Former MemberFormer Member Posts: 1,876,323 The Mix Honorary Guru
I stumbled across this article, and it seems to make sense, at least to me. I don't know whether others would agree, so I'll paste it here and please feel free to give your thoughts. See underneath for a tl;dr.
http://boards.askmen.com/showthread.php?74426-There-is-No-Longer-Someone-for-Everyone

There is No Longer Someone for Everyone

One of the common myths about dating is that there's a soulmate out there for everyone. Dating services have made millions promoting the idea that your perfect partner is out there, you just need to try harder to find them. This seems to make sense since there are an equal number of men and women. The reality is that in promiscuous culture, a small percentage of men can monopolize sex with a majority of women. When this happens, the matching up process does not occur, and singles end up floating indefinitely around the dating pool.

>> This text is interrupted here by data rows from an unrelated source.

//! Grouped deck view.
//!
//! The deck list shows one tile per distinct card with a copy count.
//! Groups appear in first-appearance order, except that the Leader group
//! always comes first.

use std::sync::Arc;

use rustc_hash::FxHashMap;
use serde::{Deserialize, Serialize};

use crate::cards::Card;

use super::composition::Deck;

/// All copies of one card in a deck.
#[derive(Clone, Debug, PartialEq, Eq, Serialize, Deserialize)]
pub struct DeckGroup {
    pub card: Arc<Card>,
    pub count: usize,
}

/// Group deck entries by card identifier, Leader group first.
#[must_use]
pub fn group_and_order(deck: &Deck) -> Vec<DeckGroup> {
    let mut groups: Vec<DeckGroup> = Vec::new();
    let mut slots: FxHashMap<&str, usize> = FxHashMap::default();

    for entry in deck.iter() {
        match slots.get(entry.card.id.as_str()) {
            Some(&slot) => groups[slot].count += 1,
            None => {
                slots.insert(entry.card.id.as_str(), groups.len());
                groups.push(DeckGroup {
                    card: Arc::clone(&entry.card),
                    count: 1,
                });
            }
        }
    }

    // Stable sort keeps first-appearance order within each partition.
    groups.sort_by_key(|g| !g.card.is_leader());
    groups
}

The Attractiveness Hierarchy

In the monogamous marriage system of the past, the majority of men and women found mates and got married. In that system, singles knew roughly where they were ranked in overall attractiveness and married a mate of roughly equal rank as soon as they could, usually by their early 20's. There were strong economic and sexual pressures to marry early, and this motivated singles to quickly find a mate of roughly equivalent attractiveness rather than wait for their "perfect soulmate." In the monogamous system, if one waited too long, the pool of eligible mates shrank, and it became more difficult to find a quality partner. (See The Pill and the Decline of Dating and Marriage).

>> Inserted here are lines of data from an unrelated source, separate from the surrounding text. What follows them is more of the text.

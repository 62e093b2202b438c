//! Card catalog.
//!
//! The `Catalog` holds every card served by the external card source,
//! in source order, plus the list of known sets. Cards are stored behind
//! `Arc` so decks can share them without copying.
//!
//! Loading is the only fallible operation in the crate; everything after
//! that works on the in-memory list.

use std::io::Read;
use std::path::Path;
use std::sync::Arc;

use rustc_hash::FxHashMap;
use serde::{Deserialize, Serialize};
use thiserror::Error;

use super::definition::Card;
use super::ingest::RawCardRecord;
use crate::filter::{facet_options, filter_cards, Facet, FacetOption, FacetSelection};

/// Errors raised while loading a catalog.
#[derive(Error, Debug)]
pub enum CatalogError {
    #[error("Catalog payload is not valid JSON: {0}")]
    Json(#[from] serde_json::Error),
    #[error("Failed to read catalog: {0}")]
    Io(#[from] std::io::Error),
}

/// A card set (expansion).
#[derive(Clone, Debug, PartialEq, Eq, Serialize, Deserialize)]
pub struct CardSet {
    pub set_id: String,
    pub set_name: Option<String>,
}

/// Ordered, read-only collection of catalog cards.
///
/// ## Example
///
/// ```
/// use optcg_deck::cards::Catalog;
///
/// let catalog = Catalog::from_json(r#"[
///     {"card_set_id": "OP01-001", "card_name": "Roronoa Zoro", "card_type": "Leader"},
///     {"card_set_id": "OP01-016", "card_name": "Nami", "card_type": "Character"}
/// ]"#).unwrap();
///
/// assert_eq!(catalog.len(), 2);
/// assert_eq!(catalog.get("OP01-016").unwrap().name.as_deref(), Some("Nami"));
/// ```
#[derive(Clone, Debug, Default)]
pub struct Catalog {
    cards: Vec<Arc<Card>>,
    index: FxHashMap<String, usize>,
    sets: Vec<CardSet>,
}

impl Catalog {
    /// Create an empty catalog.
    #[must_use]
    pub fn new() -> Self {
        Self::default()
    }

    /// Build from already-typed cards.
    ///
    /// A card whose identifier was seen before replaces the earlier one
    /// in place.
    #[must_use]
    pub fn from_cards(cards: impl IntoIterator<Item = Card>) -> Self {
        let mut catalog = Self::new();
        for card in cards {
            catalog.insert(card);
        }
        catalog
    }

    /// Build from raw upstream records, normalizing each one.
    ///
    /// Records without an identifier are skipped.
    #[must_use]
    pub fn from_records(records: impl IntoIterator<Item = RawCardRecord>) -> Self {
        let mut catalog = Self::new();
        for (position, record) in records.into_iter().enumerate() {
            match record.normalize() {
                Some(card) => catalog.insert(card),
                None => tracing::warn!(position, "catalog.record_skipped_missing_id"),
            }
        }
        tracing::info!(cards = catalog.len(), "catalog.loaded");
        catalog
    }

    /// Decode a JSON array of upstream records.
    pub fn from_json(json: &str) -> Result<Self, CatalogError> {
        let records: Vec<RawCardRecord> = serde_json::from_str(json)?;
        Ok(Self::from_records(records))
    }

    /// Decode a JSON array of upstream records from a reader.
    pub fn from_reader(reader: impl Read) -> Result<Self, CatalogError> {
        let records: Vec<RawCardRecord> = serde_json::from_reader(reader)?;
        Ok(Self::from_records(records))
    }

    /// Load a JSON catalog file.
    pub fn load(path: impl AsRef<Path>) -> Result<Self, CatalogError> {
        let file = std::fs::File::open(path)?;
        Self::from_reader(std::io::BufReader::new(file))
    }

    /// Attach the set list.
    #[must_use]
    pub fn with_sets(mut self, sets: Vec<CardSet>) -> Self {
        tracing::info!(sets = sets.len(), "catalog.sets_loaded");
        self.sets = sets;
        self
    }

    /// Decode a JSON array of sets and attach it.
    pub fn with_sets_json(self, json: &str) -> Result<Self, CatalogError> {
        let sets: Vec<CardSet> = serde_json::from_str(json)?;
        Ok(self.with_sets(sets))
    }

    fn insert(&mut self, card: Card) {
        match self.index.get(&card.id) {
            Some(&slot) => {
                tracing::warn!(card_id = %card.id, "catalog.record_replaced");
                self.cards[slot] = Arc::new(card);
            }
            None => {
                self.index.insert(card.id.clone(), self.cards.len());
                self.cards.push(Arc::new(card));
            }
        }
    }

    /// Look up a card by identifier.
    #[must_use]
    pub fn get(&self, id: &str) -> Option<&Arc<Card>> {
        self.index.get(id).map(|&slot| &self.cards[slot])
    }

    #[must_use]
    pub fn contains(&self, id: &str) -> bool {
        self.index.contains_key(id)
    }

    #[must_use]
    pub fn len(&self) -> usize {
        self.cards.len()
    }

    #[must_use]
    pub fn is_empty(&self) -> bool {
        self.cards.is_empty()
    }

    /// All cards in source order.
    #[must_use]
    pub fn cards(&self) -> &[Arc<Card>] {
        &self.cards
    }

    pub fn iter(&self) -> impl Iterator<Item = &Arc<Card>> {
        self.cards.iter()
    }

    #[must_use]
    pub fn sets(&self) -> &[CardSet] {
        &self.sets
    }

    /// Display name of a set, if known.
    #[must_use]
    pub fn set_name(&self, set_id: &str) -> Option<&str> {
        self.sets
            .iter()
            .find(|s| s.set_id == set_id)
            .and_then(|s| s.set_name.as_deref())
    }

    /// Cards matching a search query and facet selection, in source order.
    #[must_use]
    pub fn filter(&self, query: &str, facets: &FacetSelection) -> Vec<&Arc<Card>> {
        filter_cards(&self.cards, query, facets)
    }

    /// Selectable options for a facet. Set options are labelled with the
    /// set name when one is known.
    #[must_use]
    pub fn facet_options(&self, facet: Facet) -> Vec<FacetOption> {
        let mut options = facet_options(&self.cards, facet);
        if facet == Facet::Set {
            for option in &mut options {
                if let Some(name) = self.set_name(&option.value) {
                    option.label = name.to_string();
                }
            }
        }
        options
    }
}

#[cfg(test)]
mod tests {
    use super::*;
    use crate::cards::CardType;

    #[test]
    fn test_from_cards_and_lookup() {
        let catalog = Catalog::from_cards(vec![
            Card::new("OP01-001", "Zoro", CardType::Leader),
            Card::new("OP01-016", "Nami", CardType::Character),
        ]);

        assert_eq!(catalog.len(), 2);
        assert!(catalog.contains("OP01-001"));
        assert!(!catalog.contains("OP99-999"));
        assert!(catalog.get("OP99-999").is_none());
        assert_eq!(catalog.cards()[1].id, "OP01-016");
    }

    #[test]
    fn test_duplicate_id_replaces_in_place() {
        let catalog = Catalog::from_cards(vec![
            Card::new("A", "First", CardType::Character),
            Card::new("B", "Other", CardType::Character),
            Card::new("A", "Second", CardType::Character),
        ]);

        assert_eq!(catalog.len(), 2);
        assert_eq!(catalog.cards()[0].name.as_deref(), Some("Second"));
        assert_eq!(catalog.cards()[1].id, "B");
    }

    #[test]
    fn test_from_json_skips_records_without_id() {
        let catalog = Catalog::from_json(
            r#"[{"card_set_id": "A", "card_type": "Event"}, {"card_name": "ghost"}]"#,
        )
        .unwrap();
        assert_eq!(catalog.len(), 1);
    }

    #[test]
    fn test_invalid_json_is_an_error() {
        let err = Catalog::from_json("{not json").unwrap_err();
        assert!(matches!(err, CatalogError::Json(_)));
    }

    #[test]
    fn test_missing_file_is_an_io_error() {
        let err = Catalog::load("/definitely/not/here.json").unwrap_err();
        assert!(matches!(err, CatalogError::Io(_)));
    }

    #[test]
    fn test_set_names() {
        let catalog = Catalog::from_cards(vec![
            Card::new("OP01-001", "Zoro", CardType::Leader).with_set("OP01"),
            Card::new("ST01-001", "Luffy", CardType::Leader).with_set("ST01"),
        ])
        .with_sets_json(r#"[{"set_id": "OP01", "set_name": "Romance Dawn"}]"#)
        .unwrap();

        assert_eq!(catalog.set_name("OP01"), Some("Romance Dawn"));
        assert_eq!(catalog.set_name("ST01"), None);

        let options = catalog.facet_options(Facet::Set);
        assert_eq!(options.len(), 2);
        assert_eq!(options[0].value, "OP01");
        assert_eq!(options[0].label, "Romance Dawn");
        assert_eq!(options[1].label, "ST01");
    }
}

In today's society, birth control removes the incentive for singles to settle into their place in the attractiveness hierarchy. Because women freed from birth control can have sex without marriage, they can engage in temporary physical relationships that have no marriage potential while they wait and hope for Mr. Right. These strings of temporary relationships help women meet their short-term emotional needs but delay them from pursuing serious marriage partners. Men have a greater evolved desire for unfettered sex, and generally prefer more sex partners rather than a commitment to marriage and raising children. Because women are willing to have premarital sex, the attractive men who have ready access to many new sex partners have little incentive to pursue marriage at all. They generally prefer to circulate among women rather than settling down.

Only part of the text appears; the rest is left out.